§ Work task: Once you have read the records, write them out again exactly.

START Dataset records

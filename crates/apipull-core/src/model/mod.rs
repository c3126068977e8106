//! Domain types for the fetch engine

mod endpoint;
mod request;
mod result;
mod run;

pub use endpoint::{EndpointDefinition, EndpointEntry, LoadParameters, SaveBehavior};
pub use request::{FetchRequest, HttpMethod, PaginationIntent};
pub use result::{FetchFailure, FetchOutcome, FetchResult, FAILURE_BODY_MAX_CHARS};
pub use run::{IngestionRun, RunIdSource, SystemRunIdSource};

END Dataset records

§ Task response:
filename crates/apipull-core/src/model/mod.rs
repository c3126068977e8106
//! Domain types for the fetch engine

mod endpoint;
mod request;
mod result;
mod run;

pub use endpoint::{EndpointDefinition, EndpointEntry, LoadParameters, SaveBehavior};
pub use request::{FetchRequest, HttpMethod, PaginationIntent};
pub use result::{FetchFailure, FetchOutcome, FetchResult, FAILURE_BODY_MAX_CHARS};
pub use run::{IngestionRun, RunIdSource, SystemRunIdSource};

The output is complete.